| WHAT YOU HAVE TO DO |
After reading the lines below, count those that contain "rest" and give the count alone.

↓

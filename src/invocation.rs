use std::fmt;
use std::path::{Path, PathBuf};

use tokio::sync::mpsc::UnboundedSender;
use tokio::task::JoinHandle;

use crate::error::InvocationError;
use crate::events::SessionEvent;
use crate::history::History;
use crate::process::{self, Dimensions, ProcessEvent};

/// Identifier of an invocation, unique within a session
#[derive(Debug, Clone, Copy, PartialEq, Eq, Hash, PartialOrd, Ord)]
pub struct InvocationId(pub u64);

impl fmt::Display for InvocationId {
    fn fmt(&self, f: &mut fmt::Formatter<'_>) -> fmt::Result {
        write!(f, "#{}", self.0)
    }
}

/// Events an invocation reports to its session
#[derive(Debug, Clone, PartialEq, Eq)]
pub enum InvocationEvent {
    /// A chunk of command output
    Output(String),
    /// The user asked to clear the screen
    Clear,
    /// The command finished
    End { exit_code: Option<i32> },
    /// The command changed the working directory
    WorkingDirectoryChanged(PathBuf),
}

/// Lifecycle events the session reacts to, at most once each
#[derive(Debug, Clone, Copy, PartialEq, Eq)]
pub enum Reaction {
    Clear,
    End,
    DirectoryChanged,
}

#[derive(Debug, Clone, Copy, PartialEq, Eq)]
pub enum InvocationStatus {
    Created,
    Running,
    Finished,
}

#[derive(Debug, Clone, Copy)]
struct ArmedReactions {
    clear: bool,
    end: bool,
    directory_changed: bool,
}

impl ArmedReactions {
    fn all() -> Self {
        Self {
            clear: true,
            end: true,
            directory_changed: true,
        }
    }

    fn slot(&mut self, reaction: Reaction) -> &mut bool {
        match reaction {
            Reaction::Clear => &mut self.clear,
            Reaction::End => &mut self.end,
            Reaction::DirectoryChanged => &mut self.directory_changed,
        }
    }
}

/// One command's execution context within a session
pub struct Invocation {
    id: InvocationId,
    directory: PathBuf,
    dimensions: Dimensions,
    history: History,
    shell: String,
    home_dir: PathBuf,
    status: InvocationStatus,
    reactions: ArmedReactions,
    events: UnboundedSender<SessionEvent>,
    task: Option<JoinHandle<()>>,
}

impl Invocation {
    pub fn new(
        id: InvocationId,
        directory: PathBuf,
        dimensions: Dimensions,
        history: History,
        shell: String,
        home_dir: PathBuf,
        events: UnboundedSender<SessionEvent>,
    ) -> Self {
        Self {
            id,
            directory,
            dimensions,
            history,
            shell,
            home_dir,
            status: InvocationStatus::Created,
            reactions: ArmedReactions::all(),
            events,
            task: None,
        }
    }

    pub fn id(&self) -> InvocationId {
        self.id
    }

    pub fn directory(&self) -> &Path {
        &self.directory
    }

    pub fn dimensions(&self) -> Dimensions {
        self.dimensions
    }

    pub fn status(&self) -> InvocationStatus {
        self.status
    }

    /// Takes effect for the next spawned command
    pub fn set_dimensions(&mut self, dimensions: Dimensions) {
        self.dimensions = dimensions;
    }

    /// Consume the one-shot `reaction`. Returns false if it already fired.
    ///
    /// A clear is terminal: it disarms every other reaction.
    pub fn take_reaction(&mut self, reaction: Reaction) -> bool {
        let slot = self.reactions.slot(reaction);
        if !*slot {
            return false;
        }
        *slot = false;
        if reaction == Reaction::Clear {
            self.reactions = ArmedReactions {
                clear: false,
                end: false,
                directory_changed: false,
            };
        }
        true
    }

    pub fn mark_finished(&mut self) {
        self.status = InvocationStatus::Finished;
    }

    /// Run `command` in this invocation.
    ///
    /// `clear` and `cd` are handled here; anything else runs through the
    /// configured shell.
    pub fn execute(&mut self, command: &str) -> Result<(), InvocationError> {
        if self.status != InvocationStatus::Created {
            return Err(InvocationError::AlreadyStarted(self.id.0));
        }
        self.status = InvocationStatus::Running;
        self.history.add(command);

        let line = command.trim();
        let (word, rest) = line.split_once(char::is_whitespace).unwrap_or((line, ""));
        match word {
            "" => self.emit(InvocationEvent::End { exit_code: Some(0) }),
            "clear" => self.emit(InvocationEvent::Clear),
            "cd" => {
                // The rest of the line is one path, spaces included
                let target = rest.trim();
                self.change_directory((!target.is_empty()).then_some(target))
            }
            _ => self.spawn(command),
        }
        Ok(())
    }

    fn change_directory(&self, target: Option<&str>) {
        let path = resolve_directory(&self.directory, target, &self.home_dir);
        if path.is_dir() {
            self.emit(InvocationEvent::WorkingDirectoryChanged(path));
            self.emit(InvocationEvent::End { exit_code: Some(0) });
        } else {
            self.emit(InvocationEvent::Output(format!(
                "cd: no such directory: {}\n",
                target.unwrap_or("~")
            )));
            self.emit(InvocationEvent::End { exit_code: Some(1) });
        }
    }

    fn spawn(&mut self, command: &str) {
        let mut rx = match process::spawn(&self.shell, &["-c", command], &self.directory, self.dimensions) {
            Ok(rx) => rx,
            Err(e) => {
                tracing::warn!("Invocation {} failed to start: {}", self.id, e);
                self.emit(InvocationEvent::Output(format!("{}\n", e)));
                self.emit(InvocationEvent::End { exit_code: None });
                return;
            }
        };

        let id = self.id;
        let tx = self.events.clone();
        self.task = Some(tokio::spawn(async move {
            while let Some(event) = rx.recv().await {
                let event = match event {
                    ProcessEvent::Output(chunk) | ProcessEvent::Stderr(chunk) => {
                        InvocationEvent::Output(chunk)
                    }
                    ProcessEvent::Exit(exit_code) => InvocationEvent::End { exit_code },
                };
                if tx.send(SessionEvent::Invocation { id, event }).is_err() {
                    break;
                }
            }
        }));
    }

    fn emit(&self, event: InvocationEvent) {
        let _ = self.events.send(SessionEvent::Invocation { id: self.id, event });
    }
}

impl Drop for Invocation {
    fn drop(&mut self) {
        if let Some(task) = self.task.take() {
            task.abort();
        }
    }
}

impl fmt::Debug for Invocation {
    fn fmt(&self, f: &mut fmt::Formatter<'_>) -> fmt::Result {
        f.debug_struct("Invocation")
            .field("id", &self.id)
            .field("directory", &self.directory)
            .field("dimensions", &self.dimensions)
            .field("status", &self.status)
            .finish()
    }
}

/// Resolve a `cd` argument against `base`. No argument means home.
pub fn resolve_directory(base: &Path, target: Option<&str>, home: &Path) -> PathBuf {
    match target {
        None | Some("~") => home.to_path_buf(),
        Some(t) => match t.strip_prefix("~/") {
            Some(rest) => home.join(rest),
            None => base.join(t),
        },
    }
}

#[cfg(test)]
mod tests {
    use super::*;
    use tokio::sync::mpsc;

    fn invocation(dir: &Path) -> (Invocation, mpsc::UnboundedReceiver<SessionEvent>) {
        let (tx, rx) = mpsc::unbounded_channel();
        let inv = Invocation::new(
            InvocationId(1),
            dir.to_path_buf(),
            Dimensions::default(),
            History::new(),
            "sh".to_string(),
            PathBuf::from("/home/someone"),
            tx,
        );
        (inv, rx)
    }

    async fn next_event(rx: &mut mpsc::UnboundedReceiver<SessionEvent>) -> InvocationEvent {
        match rx.recv().await {
            Some(SessionEvent::Invocation { event, .. }) => event,
            other => panic!("unexpected event: {:?}", other),
        }
    }

    #[test]
    fn test_resolve_directory() {
        let home = Path::new("/home/someone");
        let base = Path::new("/srv/app");
        assert_eq!(resolve_directory(base, None, home), home);
        assert_eq!(resolve_directory(base, Some("~/src"), home), home.join("src"));
        assert_eq!(resolve_directory(base, Some("logs"), home), base.join("logs"));
        assert_eq!(resolve_directory(base, Some("/etc"), home), PathBuf::from("/etc"));
    }

    #[test]
    fn test_reactions_are_one_shot() {
        let dir = tempfile::tempdir().unwrap();
        let (mut inv, _rx) = invocation(dir.path());
        assert!(inv.take_reaction(Reaction::End));
        assert!(!inv.take_reaction(Reaction::End));
        assert!(inv.take_reaction(Reaction::DirectoryChanged));
    }

    #[test]
    fn test_clear_disarms_everything() {
        let dir = tempfile::tempdir().unwrap();
        let (mut inv, _rx) = invocation(dir.path());
        assert!(inv.take_reaction(Reaction::Clear));
        assert!(!inv.take_reaction(Reaction::End));
        assert!(!inv.take_reaction(Reaction::DirectoryChanged));
    }

    #[tokio::test]
    async fn test_cd_reports_directory_then_end() {
        let dir = tempfile::tempdir().unwrap();
        std::fs::create_dir(dir.path().join("sub")).unwrap();
        let (mut inv, mut rx) = invocation(dir.path());

        inv.execute("cd sub").unwrap();
        assert_eq!(
            next_event(&mut rx).await,
            InvocationEvent::WorkingDirectoryChanged(dir.path().join("sub"))
        );
        assert_eq!(next_event(&mut rx).await, InvocationEvent::End { exit_code: Some(0) });
    }

    #[tokio::test]
    async fn test_cd_accepts_path_with_spaces() {
        let dir = tempfile::tempdir().unwrap();
        std::fs::create_dir(dir.path().join("my dir")).unwrap();
        let (mut inv, mut rx) = invocation(dir.path());

        inv.execute("cd my dir ").unwrap();
        assert_eq!(
            next_event(&mut rx).await,
            InvocationEvent::WorkingDirectoryChanged(dir.path().join("my dir"))
        );
        assert_eq!(next_event(&mut rx).await, InvocationEvent::End { exit_code: Some(0) });
    }

    #[tokio::test]
    async fn test_cd_to_missing_directory_fails() {
        let dir = tempfile::tempdir().unwrap();
        let (mut inv, mut rx) = invocation(dir.path());

        inv.execute("cd nowhere").unwrap();
        assert!(matches!(next_event(&mut rx).await, InvocationEvent::Output(_)));
        assert_eq!(next_event(&mut rx).await, InvocationEvent::End { exit_code: Some(1) });
    }

    #[tokio::test]
    async fn test_shell_command_streams_output() {
        let dir = tempfile::tempdir().unwrap();
        let (mut inv, mut rx) = invocation(dir.path());
        inv.execute("echo hello").unwrap();

        let mut output = String::new();
        loop {
            match next_event(&mut rx).await {
                InvocationEvent::Output(chunk) => output.push_str(&chunk),
                InvocationEvent::End { exit_code } => {
                    assert_eq!(exit_code, Some(0));
                    break;
                }
                other => panic!("unexpected event: {:?}", other),
            }
        }
        assert_eq!(output, "hello\n");
    }

    #[tokio::test]
    async fn test_execute_records_history_and_runs_once() {
        let dir = tempfile::tempdir().unwrap();
        let (mut inv, mut rx) = invocation(dir.path());
        let history = inv.history.clone();

        inv.execute("clear").unwrap();
        assert_eq!(next_event(&mut rx).await, InvocationEvent::Clear);
        assert_eq!(history.entries(), vec!["clear".to_string()]);
        assert!(matches!(
            inv.execute("ls"),
            Err(InvocationError::AlreadyStarted(1))
        ));
    }
}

↑

| ANSWER BELOW |
4